La anamorfosis: el diseño que asumirá la forma de mujer o de botella de champán, según el ángulo desde el cual se le mire.

La prosopopeya: la “Rubia Pilsen”, donde un objeto inanimado asume rasgos antropomórficos, en este caso específicamente femeninos.

La sinécdoque: figura retórica que consiste en designar el todo por la parte (pars pro toto) la mujer es sus senos, sus nalgas, su vulva, es decir, genitalidad pura.

La asociación por contigüidad: la rubia pechugona recostada a un Jaguar rojo.  Aquí la mujer no alcanza siquiera el rango de mercancía: es, más bien, una estrategia de mercadeo, un bono, una extra, una “feria”, un suplemento del placer que el producto promete.  Entre ella y los avioncitos de plástico del Corn Flakes de Kellogg´s no hay diferencia ontológica alguna.  Es un supplément (Derrida) de placer.

La transfiguración caleidoscópica: ¿quieren ustedes, mis curiosos lectores, asistir al prodigio de una evanescente mujer que, como por ensalmo, se transforma en un televisor Samsung?  Remonten la avenida segunda de San José hasta desembocar en el parque La Sabana: ahí la verán, revelándose y escondiéndose como el Ser de Heidegger (la aletheia), esfinge cautiva en su triste virtualidad de valla publicitaria.  Este recurso interpela, evidentemente, nuestro pensamiento mágico.

Estamos ante una retórica de la imagen que nos dice una y otra vez lo mismo: la mujer -transubstanciada en descapotable, cerveza o televisor- está siempre en venta.  La violencia contra la mujer -tal cual se manifiesta en los más pobres estratos sociales- guarda relación directa con la explotación publicitaria del cuerpo femenino.  Debemos hundir el escalpelo en un tumor metastásico que urge extirpar de nuestra sociedad.  Si la mujer es mercancía, está claro que la incapacidad adquisitiva equivale, en el hombre, a una forma de impotencia.  Quien dice impotencia dice frustración, quien dice frustración dice ira.  El agresor -que en los casos extremos deviene sociópata- desatará esta ira sobre la mujer: castigará en ella la inaccesibilidad del Ferrari que no podrá nunca poseer.
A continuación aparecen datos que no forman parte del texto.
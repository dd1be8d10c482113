//! Metrics collection and exposition.
//!
//! # Responsibilities
//! - Define daemon metrics (listeners, binds, connections)
//! - Expose Prometheus-compatible metrics endpoint
//! - Keep reconciliation outcomes countable over time
//!
//! # Metrics
//! - `hearthd_listeners_bound` (gauge): listeners currently bound
//! - `hearthd_bind_failures_total` (counter): failed bind attempts
//! - `hearthd_listeners_removed_total` (counter): listeners closed by rehash
//! - `hearthd_rehashes_total` (counter): reconciliation passes run
//! - `hearthd_active_connections` (gauge): open client connections
//! - `hearthd_connections_total` (counter): client connections accepted
//!
//! # Design Decisions
//! - Low-overhead metric updates (atomic operations)
//! - Recording is a no-op until the exporter is installed, so library
//!   consumers and tests pay nothing

use std::net::SocketAddr;

use metrics_exporter_prometheus::PrometheusBuilder;

use crate::net::reconcile::ReconcileReport;

/// Install the Prometheus exporter and its scrape endpoint.
pub fn init_metrics(addr: SocketAddr) {
    match PrometheusBuilder::new().with_http_listener(addr).install() {
        Ok(()) => {
            describe();
            tracing::info!(address = %addr, "Metrics endpoint listening");
        }
        Err(e) => {
            tracing::error!(error = %e, "Failed to start metrics endpoint");
        }
    }
}

fn describe() {
    metrics::describe_gauge!("hearthd_listeners_bound", "Listeners currently bound");
    metrics::describe_counter!("hearthd_bind_failures_total", "Failed bind attempts");
    metrics::describe_counter!(
        "hearthd_listeners_removed_total",
        "Listeners closed because the config dropped them"
    );
    metrics::describe_counter!("hearthd_rehashes_total", "Reconciliation passes run");
    metrics::describe_gauge!("hearthd_active_connections", "Open client connections");
    metrics::describe_counter!("hearthd_connections_total", "Client connections accepted");
}

/// Record the outcome of one reconciliation pass.
pub fn record_reconcile(report: &ReconcileReport, live_listeners: usize) {
    metrics::counter!("hearthd_rehashes_total").increment(1);
    metrics::gauge!("hearthd_listeners_bound").set(live_listeners as f64);
    if !report.failures.is_empty() {
        metrics::counter!("hearthd_bind_failures_total").increment(report.failures.len() as u64);
    }
    if !report.removed.is_empty() {
        metrics::counter!("hearthd_listeners_removed_total").increment(report.removed.len() as u64);
    }
}

/// Record a newly accepted client connection.
pub fn record_connection_opened() {
    metrics::gauge!("hearthd_active_connections").increment(1.0);
    metrics::counter!("hearthd_connections_total").increment(1);
}

/// Record a client connection closing.
pub fn record_connection_closed() {
    metrics::gauge!("hearthd_active_connections").decrement(1.0);
}
//! OS signal handling.
//!
//! # Responsibilities
//! - Register signal handlers (SIGTERM, SIGINT, SIGHUP)
//! - Translate signals to internal control events
//!
//! # Design Decisions
//! - Uses Tokio's signal handling (async-safe)
//! - A second shutdown signal during drain forces immediate exit; that
//!   policy lives in the run loop, not here
//! - SIGHUP triggers a rehash, not shutdown

use std::io;

/// Control events derived from OS signals.
#[derive(Debug, Clone, Copy, PartialEq, Eq)]
pub enum ControlEvent {
    /// Reload configuration and reconcile listeners (SIGHUP).
    Rehash,
    /// Begin graceful shutdown (SIGTERM, SIGINT).
    Shutdown,
}

/// Registered signal streams, consumed by the daemon run loop.
#[cfg(unix)]
pub struct Signals {
    hangup: tokio::signal::unix::Signal,
    terminate: tokio::signal::unix::Signal,
    interrupt: tokio::signal::unix::Signal,
}

#[cfg(unix)]
impl Signals {
    pub fn new() -> io::Result<Self> {
        use tokio::signal::unix::{signal, SignalKind};
        Ok(Self {
            hangup: signal(SignalKind::hangup())?,
            terminate: signal(SignalKind::terminate())?,
            interrupt: signal(SignalKind::interrupt())?,
        })
    }

    /// Wait for the next signal and translate it.
    ///
    /// A closed signal stream is treated as a shutdown request; there is
    /// nothing useful to wait for once the streams are gone.
    pub async fn next_signal(&mut self) -> ControlEvent {
        tokio::select! {
            result = self.hangup.recv() => match result {
                Some(()) => ControlEvent::Rehash,
                None => ControlEvent::Shutdown,
            },
            _ = self.terminate.recv() => ControlEvent::Shutdown,
            _ = self.interrupt.recv() => ControlEvent::Shutdown,
        }
    }
}

/// Fallback for platforms without Unix signals: Ctrl-C shuts down and
/// rehash is driven by the config watcher alone.
#[cfg(not(unix))]
pub struct Signals;

#[cfg(not(unix))]
impl Signals {
    pub fn new() -> io::Result<Self> {
        Ok(Self)
    }

    pub async fn next_signal(&mut self) -> ControlEvent {
        let _ = tokio::signal::ctrl_c().await;
        ControlEvent::Shutdown
    }
}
La hora ha llegado de preguntarnos si el verdadero agresor no es el sistema que fomenta y legitima tales aberraciones.  El otro, el pobre diablo que aporrea a su mujer en la sordidez de su tugurio, no pasa de ser el subproducto de una ideología podrida, de una constelación de antivalores que demandan urgente revisión.  Lo que está aquí en juego es la dignidad misma del ser humano.